Key Ingredient :: HARISSA, Seattle Magazine June 2015
There's a New Spice Making Heat Waves in Restaurants
Chef Thierry Rautureau turns up the heat with Harissa
Move over, Sriracha, there’s a new hot number in town. Harissa, a North African sauce or paste made from a blend of Moroccan peppers, preserved lemon, oil and spices, ranges from mild to fiery. Thierry Rautureau, chef and owner of Luc, in Madison Valley, and Loulay Kitchen & Bar, downtown, counts on harissa to enliven his dishes and provide subtle heat. A self-confessed “spice weeny,” Rautureau says, “Harissa is heat with flavor.”
“The first time I tasted harissa was in paste form in France,” Rautureau says. “My father was making a roasted goat, and the marinade was in a bucket that had wine, oil, harissa and thyme.” Traditionally paired with couscous, harissa can be used to enhance the flavor of mild foods.
In his restaurants, Rautureau uses harissa mostly in aioli and as a finishing sauce; it is served as a thick spread on the bacon sandwich at Loulay and in an aioli for dipping french fries at Luc. For brunch at Loulay, he makes a harissa hollandaise sauce for poached eggs served over root vegetable hash, and stirs a spoonful into the beet-juice Bloody Marys.
At home, Rautureau uses harissa as an easy marinade for a grilled leg of lamb (like his father’s) or coats a whole side of salmon. “I combine olive tapenade and harissa and rub it on the salmon.” From there, he grills the fish for 10 minutes before removing the fish and leaving the skin behind for another 5 minutes to crisp. “It gets crispy, and the harissa acts like a rub—it makes a wonderful dinner.”
Why you should try it: “Discover a new heat [that offers] texture and flavor all in one place. Try different kinds to find out what you like best,” Rautureau says.
How to use it at home: The heat from harissa makes it a great counterpoint to creamy condiments. Combine harissa with sour cream for a cucumber dip.
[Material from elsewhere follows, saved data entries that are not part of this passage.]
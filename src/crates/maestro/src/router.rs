//! Chat-turn router
//!
//! [`Maestro`] ties the resolver and the dispatcher together and owns the
//! session's playlist registry. It is what the CLI (or any embedding chat
//! front end) talks to.

use crate::adapters::{MopidyClient, MusicServer, VideoSearch, YouTubeClient};
use crate::config::{MaestroConfig, OracleConfig, OracleProvider};
use crate::dispatcher::{DispatchOutcome, Dispatcher};
use crate::error::{MaestroError, Result};
use crate::events::EventSink;
use crate::intent::Intent;
use crate::playlist::PlaylistRegistry;
use crate::resolver::IntentResolver;
use llm::local::OllamaClient;
use llm::remote::OpenAiClient;
use llm::{ChatModel, LocalLlmConfig, RemoteLlmConfig};
use std::sync::Arc;
use std::time::Duration;
use tracing::{info, warn};

/// One message of the conversation handed to [`Maestro::handle_turn`].
pub use llm::Message as ChatMessage;

/// Resolves and dispatches chat turns.
pub struct Maestro {
    resolver: IntentResolver,
    dispatcher: Dispatcher,
}

impl Maestro {
    pub fn new(resolver: IntentResolver, dispatcher: Dispatcher) -> Self {
        Self {
            resolver,
            dispatcher,
        }
    }

    /// Wire up the real Mopidy, YouTube and oracle clients from `config`.
    pub fn from_config(config: &MaestroConfig) -> Result<Self> {
        let server: Arc<dyn MusicServer> = Arc::new(MopidyClient::new(&config.mopidy)?);
        let video: Arc<dyn VideoSearch> = Arc::new(YouTubeClient::new(&config.youtube)?);
        let oracle = build_oracle(&config.oracle)?;

        if config.youtube.api_key.is_none() {
            warn!("No YouTube API key configured; remote search will return nothing");
        }

        let resolver = IntentResolver::new(oracle)
            .with_instruction(config.oracle.system_instruction.clone())
            .with_temperature(config.oracle.temperature);
        let dispatcher = Dispatcher::new(server, video, Arc::new(PlaylistRegistry::new()))
            .with_ui_mode(config.ui.ui_mode);

        info!(
            mopidy = %config.mopidy.endpoint,
            oracle = %config.oracle.provider,
            ui_mode = config.ui.ui_mode,
            "Maestro ready"
        );
        Ok(Self::new(resolver, dispatcher))
    }

    pub fn resolver(&self) -> &IntentResolver {
        &self.resolver
    }

    pub fn playlists(&self) -> &Arc<PlaylistRegistry> {
        self.dispatcher.playlists()
    }

    /// Resolve free text without acting on it.
    pub async fn resolve(&self, text: &str) -> Intent {
        self.resolver.resolve(text).await
    }

    /// Handle one chat turn. Only the last message's content is used.
    pub async fn handle_turn(
        &self,
        conversation: &[ChatMessage],
        sink: &dyn EventSink,
    ) -> Result<DispatchOutcome> {
        let last = conversation.last().ok_or(MaestroError::EmptyConversation)?;
        Ok(self.handle_text(&last.content, sink).await)
    }

    /// Resolve and dispatch a single request.
    pub async fn handle_text(&self, text: &str, sink: &dyn EventSink) -> DispatchOutcome {
        let intent = self.resolver.resolve(text).await;
        self.dispatcher.dispatch(&intent, sink).await
    }
}

/// Build the configured chat-completion client.
pub fn build_oracle(config: &OracleConfig) -> Result<Arc<dyn ChatModel>> {
    let base_url = config.effective_base_url().to_string();
    let timeout = config.timeout_secs.map(Duration::from_secs);

    let oracle: Arc<dyn ChatModel> = match config.provider {
        OracleProvider::OpenAi => {
            let api_key = config.api_key.clone().unwrap_or_else(|| {
                warn!("No oracle API key configured; free-text requests will fall back to search");
                String::new()
            });
            let mut remote = RemoteLlmConfig::new(api_key, base_url, config.model.clone());
            if let Some(timeout) = timeout {
                remote = remote.with_timeout(timeout);
            }
            Arc::new(OpenAiClient::new(remote)?)
        }
        OracleProvider::Ollama => {
            let mut local = LocalLlmConfig::new(base_url, config.model.clone());
            if let Some(timeout) = timeout {
                local = local.with_timeout(timeout);
            }
            Arc::new(OllamaClient::new(local)?)
        }
    };

    Ok(oracle)
}

#[cfg(test)]
mod tests {
    use super::*;

    #[test]
    fn test_build_oracle_providers() {
        let mut config = OracleConfig::default();
        config.api_key = Some("sk-test".to_string());
        assert_eq!(build_oracle(&config).unwrap().model_name(), "gpt-4o-mini");

        config.provider = OracleProvider::Ollama;
        config.model = "llama3".to_string();
        assert_eq!(build_oracle(&config).unwrap().model_name(), "llama3");
    }

    #[test]
    fn test_from_config_defaults() {
        let maestro = Maestro::from_config(&MaestroConfig::default()).unwrap();
        assert!(maestro.playlists().is_empty());
    }
}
Or add a spoonful to mayo (or homemade aioli) and use as a spread on sandwiches or a dip for crudités or as a topping on crispy roasted potatoes.
Where to find it: Rautureau prefers Mustapha’s Mediterranean harissa, available at mustaphas.com, Metropolitan Market (various locations; metropolitan-market.com) and Whole Foods (various locations; wholefoodsmarket.com). Marx Foods (Lower Queen Anne, 144 Western Ave. W; 206.447.1818; marxfoods.com) carries a locally made harissa from Villa Jerada.
Luc’s Harissa Aioli
2 egg yolks
1 1/2 Tablespoons of Dijon mustard
1 Tablespoon of harissa*
1 teaspoon of very finely chopped garlic
Juice from half a lemon
Ground black pepper to taste
2 cups of good olive oil
In a food processor bowl, place all the ingredients except the olive oil. Mix thoroughly for about 1 minute and drip the olive oil slowly into the mixture. If the aioli gets too thick during the process, add a little bit of cold water to the mix. Keep refrigerated.
*Harissa differs in heat strength depending on its purveyor.